The narrative offers regular responses from the listening Stephen as he hears his life in another voice — nodding, disagreeing, and adding his own commentary. “If it hadn’t been Good Friday, I’d have decked him.”
Stephen struggled for most of his life with severe mental-health issues, endured 25 years inside British psychiatric wards, and never felt acceptable outside them. “I was institutionalised Susie.” All the harrowed details are there of the personal impact of social and political approaches to the care of those beyond the margins of what is called the “normal world”. “It was hard Susie.”
But, as the title suggests, there is an emerging story from the inside of a man “with powerful convictions, deep longings, wide interests and an integrity that would not be compromised, whatever the cost”. It is “a story of grave injustices, saints and bigots and angels hidden in plain sight”.

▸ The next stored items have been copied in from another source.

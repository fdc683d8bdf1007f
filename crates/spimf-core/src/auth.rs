//! Login, guest login and system health requests.

use tracing::{info, warn};

use crate::client::protocol::{EmptyPayload, HealthResponse, LoginPayload, LoginResponse};
use crate::client::{Action, BackendClient, HealthReport};
use crate::error::{ClientError, ClientResult};
use crate::member::{LoginMethod, Member};

/// Shared secret gating the health check. Compared client-side only.
pub const SYSTEM_PASSWORD: &str = "SPIMFONWER";

/// Checks login input before anything is sent.
///
/// Returns the trimmed identifier on success.
///
/// # Errors
/// `Validation` if the identifier is blank, or if the method requires a
/// password and none was given.
pub fn validate_login<'a>(
    method: LoginMethod,
    identifier: &'a str,
    password: &str,
) -> ClientResult<&'a str> {
    let identifier = identifier.trim();
    if identifier.is_empty() {
        return Err(ClientError::validation("Please enter your credentials"));
    }
    if method.requires_password() && password.is_empty() {
        return Err(ClientError::validation("Please enter your password"));
    }
    Ok(identifier)
}

/// Auth operations against the backend.
#[derive(Debug, Clone, Copy)]
pub struct AuthClient<'a> {
    backend: &'a BackendClient,
}

impl<'a> AuthClient<'a> {
    pub fn new(backend: &'a BackendClient) -> Self {
        Self { backend }
    }

    /// Logs a member in with the given identifier scheme.
    ///
    /// # Errors
    /// `Validation` for bad input (no request is made), otherwise whatever
    /// the backend call reports.
    pub async fn login(
        &self,
        method: LoginMethod,
        identifier: &str,
        password: &str,
    ) -> ClientResult<Member> {
        let identifier = validate_login(method, identifier, password)?;

        let payload = LoginPayload {
            method,
            identifier,
            password,
        };
        let response: LoginResponse = self.backend.call(Action::Login, &payload).await?;
        info!(%method, "member login succeeded");
        Ok(response.member)
    }

    /// Enters guest mode.
    ///
    /// # Errors
    /// Whatever the backend call reports.
    pub async fn login_guest(&self) -> ClientResult<Member> {
        let response: LoginResponse = self
            .backend
            .call(Action::GuestLogin, &EmptyPayload {})
            .await?;
        info!("guest login succeeded");
        Ok(response.member)
    }

    /// Fetches the backend health report.
    ///
    /// # Errors
    /// `Validation` if `password` is not the system password.
    pub async fn check_system_health(&self, password: &str) -> ClientResult<HealthReport> {
        if password.trim() != SYSTEM_PASSWORD {
            return Err(ClientError::validation("Invalid system password"));
        }

        let response: HealthResponse = self
            .backend
            .call(Action::SystemCheck, &EmptyPayload {})
            .await?;
        Ok(response.health)
    }

    /// Fires an unauthenticated `systemCheck` to see if the backend answers.
    ///
    /// Any 2xx reply counts as reachable, even `success: false`.
    ///
    /// # Errors
    /// `Transport` for a non-2xx status or a network failure.
    pub async fn probe(&self) -> ClientResult<()> {
        match self
            .backend
            .ping(Action::SystemCheck, &EmptyPayload {})
            .await
        {
            Ok(_) => {
                info!(endpoint = %self.backend.endpoint(), "API connection successful");
                Ok(())
            }
            Err(err) => {
                warn!(endpoint = %self.backend.endpoint(), error = ?err, "API connection issue");
                Err(err)
            }
        }
    }
}

#[cfg(test)]
mod tests {
    use serde_json::json;
    use wiremock::matchers::{body_json, method};
    use wiremock::{Mock, MockServer, ResponseTemplate};

    use super::*;
    use crate::error::ErrorKind;

    fn backend(server: &MockServer) -> BackendClient {
        BackendClient::new(server.uri(), None).unwrap()
    }

    #[test]
    fn test_empty_password_only_fails_for_membership() {
        for method in LoginMethod::all() {
            let result = validate_login(*method, "user-1", "");
            if *method == LoginMethod::Membership {
                assert_eq!(
                    result,
                    Err(ClientError::validation("Please enter your password"))
                );
            } else {
                assert_eq!(result, Ok("user-1"));
            }
        }
    }

    #[test]
    fn test_blank_identifier_fails() {
        assert_eq!(
            validate_login(LoginMethod::Phone, "   ", "pw"),
            Err(ClientError::validation("Please enter your credentials"))
        );
    }

    #[tokio::test]
    async fn test_validation_failure_never_calls_backend() {
        let server = MockServer::start().await;
        Mock::given(method("POST"))
            .respond_with(ResponseTemplate::new(200))
            .expect(0)
            .mount(&server)
            .await;

        let backend = backend(&server);
        let auth = AuthClient::new(&backend);
        let err = auth
            .login(LoginMethod::Membership, "M-001", "")
            .await
            .unwrap_err();
        assert_eq!(err.kind(), ErrorKind::Validation);

        let err = auth.check_system_health("wrong").await.unwrap_err();
        assert_eq!(err, ClientError::validation("Invalid system password"));
    }

    #[tokio::test]
    async fn test_login_sends_trimmed_identifier() {
        let server = MockServer::start().await;
        Mock::given(method("POST"))
            .and(body_json(json!({
                "action": "login",
                "data": {"method": "membership", "identifier": "M-001", "password": "secret"}
            })))
            .respond_with(ResponseTemplate::new(200).set_body_json(json!({
                "success": true,
                "member": {"your_name_nama_anda": "Aisyah", "status_account": "Active"}
            })))
            .expect(1)
            .mount(&server)
            .await;

        let backend = backend(&server);
        let member = AuthClient::new(&backend)
            .login(LoginMethod::Membership, "  M-001 ", "secret")
            .await
            .unwrap();
        assert_eq!(member.status(), Some("Active"));
    }

    #[tokio::test]
    async fn test_login_backend_failure_message() {
        let server = MockServer::start().await;
        Mock::given(method("POST"))
            .respond_with(ResponseTemplate::new(200).set_body_json(json!({
                "success": false,
                "message": "Phone number not registered"
            })))
            .mount(&server)
            .await;

        let backend = backend(&server);
        let err = AuthClient::new(&backend)
            .login(LoginMethod::Phone, "0123", "")
            .await
            .unwrap_err();
        assert_eq!(err.to_string(), "Phone number not registered");
    }

    #[tokio::test]
    async fn test_guest_login() {
        let server = MockServer::start().await;
        Mock::given(method("POST"))
            .and(body_json(json!({"action": "guestLogin", "data": {}})))
            .respond_with(ResponseTemplate::new(200).set_body_json(json!({
                "success": true,
                "member": {"your_name_nama_anda": "Guest", "isGuest": true}
            })))
            .mount(&server)
            .await;

        let backend = backend(&server);
        let member = AuthClient::new(&backend).login_guest().await.unwrap();
        assert!(member.is_guest());
    }

    #[tokio::test]
    async fn test_health_check_with_password() {
        let server = MockServer::start().await;
        Mock::given(method("POST"))
            .and(body_json(json!({"action": "systemCheck", "data": {}})))
            .respond_with(ResponseTemplate::new(200).set_body_json(json!({
                "success": true,
                "health": {
                    "spreadsheet": "Connected",
                    "rows": 42,
                    "columns": 12,
                    "operationalHours": true,
                    "timestamp": "2026-10-19 09:00:00"
                }
            })))
            .mount(&server)
            .await;

        let backend = backend(&server);
        let report = AuthClient::new(&backend)
            .check_system_health(" SPIMFONWER ")
            .await
            .unwrap();
        assert_eq!(report.spreadsheet, "Connected");
        assert_eq!(report.rows, 42);
    }

    #[tokio::test]
    async fn test_probe_reports_transport_failure() {
        let server = MockServer::start().await;
        Mock::given(method("POST"))
            .respond_with(ResponseTemplate::new(503))
            .mount(&server)
            .await;

        let backend = backend(&server);
        let err = AuthClient::new(&backend).probe().await.unwrap_err();
        assert_eq!(err.kind(), ErrorKind::Transport);
    }

    #[tokio::test]
    async fn test_probe_accepts_backend_refusal() {
        let server = MockServer::start().await;
        Mock::given(method("POST"))
            .respond_with(ResponseTemplate::new(200).set_body_json(json!({
                "success": false,
                "message": "Unauthorized"
            })))
            .expect(1)
            .mount(&server)
            .await;

        let backend = backend(&server);
        AuthClient::new(&backend).probe().await.unwrap();
    }
}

On her own admission, Stead began with a desire to “help” Stephen to “get better”, but found herself drawn deeper, untrained and ill equipped, into a friendship that relentlessly probed much of her own self-understanding, too.

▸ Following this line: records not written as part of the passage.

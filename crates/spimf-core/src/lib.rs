//! Core SPIMF library (backend client, session, editor, countdown, config).

pub mod auth;
pub mod client;
pub mod config;
pub mod countdown;
pub mod dashboard;
pub mod editor;
pub mod error;
pub mod logging;
pub mod member;
pub mod portal;
pub mod profile;
pub mod session;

It is all about what it means to be human — a question that needs to be explored more than ever in our times. The book is a gift for that task. Stead is a faithful friend and storyteller, and the two of them are unusual conversation partners, who invite us to listen in. “Stephen nods adding, ‘totally berserk!’ and starts chuckling.”
The Revd David Runcorn is a theological teacher, writer, and spiritual director. His latest book is Love Means Love (SPCK, 2020).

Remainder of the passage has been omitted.